Keywords: autonomic symptoms, functional neurological symptom disorder, conversion disorder, ganglionic acetylcholine receptor, antibody, LIPS
1. Introduction
Functional neurological symptom disorder/conversion disorder (FNSD/CD) is a neurological disorder of voluntary movement or sensory function with no medial or neurological cause; and is described in the Diagnostic and Statistical Manual of Mental Disorders, Fifth Edition (DSM-5); as a long-term impairment that significantly impairs quality of life and requires assistive and supportive services (1).

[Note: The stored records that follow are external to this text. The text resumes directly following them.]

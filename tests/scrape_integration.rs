//! Scrape integration tests.
//!
//! Boots the exporter HTTP server against dump1090 JSON files on disk
//! and scrapes it the way Prometheus would.

use std::sync::Arc;

use dump1090_exporter::{
    collector::Exporter,
    feed::FileSource,
    server::{create_router, AppState},
};
use tempfile::TempDir;
use tokio::net::TcpListener;

// =============================================================================
// Test Helpers
// =============================================================================

const AIRCRAFT_JSON: &str = r#"{
  "now": 1700000000.5,
  "messages": 4242,
  "aircraft": [
    { "hex": "4008f1", "flight": "BAW123", "lat": 52.1, "lon": -0.4, "messages": 110, "seen": 0.2 },
    { "hex": "406b9e", "lat": 50.9, "lon": 0.2, "messages": 58, "seen": 1.1 },
    { "hex": "a1b2c3", "squawk": "7000", "messages": 9, "seen": 5.0 }
  ]
}"#;

const RECEIVER_JSON: &str = r#"{ "version": "3.8.1", "refresh": 1000, "lat": 51.47, "lon": -0.45 }"#;

/// Write the given documents into a fresh feed directory.
fn write_feed_dir(aircraft: Option<&str>, receiver: Option<&str>) -> TempDir {
    let dir = tempfile::tempdir().expect("create tempdir");
    if let Some(body) = aircraft {
        std::fs::write(dir.path().join("aircraft.json"), body).unwrap();
    }
    if let Some(body) = receiver {
        std::fs::write(dir.path().join("receiver.json"), body).unwrap();
    }
    dir
}

/// Start the exporter over the given feed directory, return base URL.
async fn start_test_server(dir: &TempDir) -> String {
    let source = Arc::new(FileSource::new(dir.path().display().to_string()));
    let exporter = Arc::new(Exporter::new(
        source,
        ["N", "NE", "E", "SE", "S", "SW", "W", "NW"]
            .iter()
            .map(|s| s.to_string())
            .collect(),
    ));
    let router = create_router(AppState {
        exporter,
        telemetry_path: "/metrics".to_string(),
    });

    let listener = TcpListener::bind("127.0.0.1:0")
        .await
        .expect("Failed to bind random port");
    let addr = listener.local_addr().expect("Failed to get local addr");

    tokio::spawn(async move {
        axum::serve(listener, router).await.unwrap();
    });

    format!("http://{}", addr)
}

/// Sum the sample values of every `dump1090_aircraft_count` series.
fn sum_aircraft_count(body: &str) -> f64 {
    body.lines()
        .filter(|line| line.starts_with("dump1090_aircraft_count{"))
        .map(|line| {
            line.rsplit(' ')
                .next()
                .and_then(|v| v.parse::<f64>().ok())
                .unwrap_or_else(|| panic!("unparseable sample line: {line}"))
        })
        .sum()
}

// =============================================================================
// Scrape Tests
// =============================================================================

#[tokio::test]
async fn test_scrape_full_feed() {
    let dir = write_feed_dir(Some(AIRCRAFT_JSON), Some(RECEIVER_JSON));
    let base_url = start_test_server(&dir).await;
    let client = reqwest::Client::new();

    let resp = client
        .get(format!("{}/metrics", base_url))
        .send()
        .await
        .expect("Failed to scrape metrics");
    assert_eq!(resp.status(), 200);

    let body = resp.text().await.expect("Failed to read body");
    assert!(body.contains("dump1090_aircraft_messages 4242"), "{body}");
    assert!(body.contains("dump1090_aircraft_timestamp"), "{body}");

    // 4008f1 is almost due north of the receiver, 406b9e to the
    // southeast, a1b2c3 has no fix.
    assert!(
        body.contains(r#"dump1090_aircraft_count{direction="N",with_position="true"} 1"#),
        "{body}"
    );
    assert!(
        body.contains(r#"dump1090_aircraft_count{direction="SE",with_position="true"} 1"#),
        "{body}"
    );
    assert!(body.contains(r#"with_position="false"} 1"#), "{body}");
    assert!(
        body.contains(r#"dump1090_aircraft_max_distance{direction="N"}"#),
        "{body}"
    );

    // Positioned counts plus the no-fix count account for every
    // aircraft in the feed.
    assert_eq!(sum_aircraft_count(&body), 3.0);
}

#[tokio::test]
async fn test_scrape_with_unknown_receiver_location() {
    let dir = write_feed_dir(Some(AIRCRAFT_JSON), Some(r#"{ "lat": 0, "lon": 0 }"#));
    let base_url = start_test_server(&dir).await;

    let resp = reqwest::get(format!("{}/metrics", base_url))
        .await
        .expect("Failed to scrape metrics");
    assert_eq!(resp.status(), 200);

    let body = resp.text().await.expect("Failed to read body");
    assert!(!body.contains("dump1090_aircraft_max_distance"), "{body}");
    assert!(!body.contains(r#"with_position="true""#), "{body}");
    assert!(body.contains(r#"with_position="false"} 1"#), "{body}");
    assert!(body.contains("dump1090_aircraft_messages 4242"), "{body}");
}

#[tokio::test]
async fn test_scrape_fails_when_receiver_document_missing() {
    let dir = write_feed_dir(Some(AIRCRAFT_JSON), None);
    let base_url = start_test_server(&dir).await;

    let resp = reqwest::get(format!("{}/metrics", base_url))
        .await
        .expect("Failed to scrape metrics");
    assert_eq!(resp.status(), 503);

    let body = resp.text().await.expect("Failed to read body");
    assert!(!body.contains("dump1090_aircraft"), "{body}");
}

#[tokio::test]
async fn test_scrape_fails_on_malformed_document() {
    let dir = write_feed_dir(Some("{ truncated"), Some(RECEIVER_JSON));
    let base_url = start_test_server(&dir).await;

    let resp = reqwest::get(format!("{}/metrics", base_url))
        .await
        .expect("Failed to scrape metrics");
    assert_eq!(resp.status(), 503);
}

#[tokio::test]
async fn test_concurrent_scrapes_are_consistent() {
    let dir = write_feed_dir(Some(AIRCRAFT_JSON), Some(RECEIVER_JSON));
    let base_url = start_test_server(&dir).await;
    let client = reqwest::Client::new();

    let (a, b) = tokio::join!(
        client.get(format!("{}/metrics", base_url)).send(),
        client.get(format!("{}/metrics", base_url)).send(),
    );

    for resp in [a.unwrap(), b.unwrap()] {
        assert_eq!(resp.status(), 200);
        let body = resp.text().await.unwrap();
        assert_eq!(sum_aircraft_count(&body), 3.0);
    }
}

#[tokio::test]
async fn test_landing_page() {
    let dir = write_feed_dir(Some(AIRCRAFT_JSON), Some(RECEIVER_JSON));
    let base_url = start_test_server(&dir).await;

    let resp = reqwest::get(&base_url)
        .await
        .expect("Failed to fetch landing page");
    assert_eq!(resp.status(), 200);

    let body = resp.text().await.expect("Failed to read body");
    assert!(body.contains(r#"<a href="/metrics">"#), "{body}");
}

Because the etiopathogenesis of FNSD/CD is unknown and abnormalities in clinical tests are rare, FNSD/CD is generally considered to be a psychological disorder (2, 3). Diagnosis of FNSD/CD in patients with non-specific motor-sensory symptoms can be difficult, and some are ultimately determined to have tumor-associated neurological syndrome or autoimmune encephalitis (3–6). In addition, elevated blood inflammatory markers have been reported in some FNSD/CD patients (7, 8), leading to the hypothesis that FNSD/CD symptoms may correlate with immune dysfunction. To avoid misdiagnosis, physicians are recommended to not assign a diagnosis of psychogenic reactions to neurological symptoms that are difficult to explain, such as dystonia or atypical seizures. Indeed, DSM-5 and International Classification of Diseases, 11th Revision (ICD-11) no longer supports the term psychogenic factors as a cause of symptoms of neurological disorders such as involuntary movement.
Although patients with FNSD/CD often exhibit autonomic symptoms such as orthostatic hypotension and gastrointestinal dysfunction and dysuria, the exact frequency of autonomic complications in patients with FNSD/CD is unknown (9, 10). The autonomic nervous system is broadly divided into sympathetic and parasympathetic components, with the main neurotransmitters being norepinephrine and acetylcholine (ACh). The two ACh receptor (AChR) subtypes, nicotinic and muscarinic, are widely expressed throughout the body. In both the sympathetic and parasympathetic ganglia, preganglionic to postganglionic fiber neurotransmission is predominantly mediated by ACh and the major receptor involved is the nicotinic AChR (nAChR) (11). nAChRs exist as homodimeric or heteromeric complexes of nine subunits (α2–7 and β2–4) in the mammalian peripheral and central nervous systems (12). The distribution of gAChR in organs other than the nervous system is not clear. In humans, autonomic ganglia nAChRs generally exist as pentameric heterocomplexes, with α3 and β4 subunits playing important roles (13, 14). Autoantibodies against nAChRs have been associated with several diseases, including myasthenia gravis, in which the antibodies target the α1 subunit of nAChRs at the neuromuscular junction (15). Serum antibodies against the autonomic ganglion nAChR (anti-gAChR) were first detected in patients with autonomic dysfunction in 1998 and resulted in the concept of autoimmune autonomic ganglionopathy (AAG), a term that refers to autonomic neuropathy mediated by an autoimmune mechanism (16).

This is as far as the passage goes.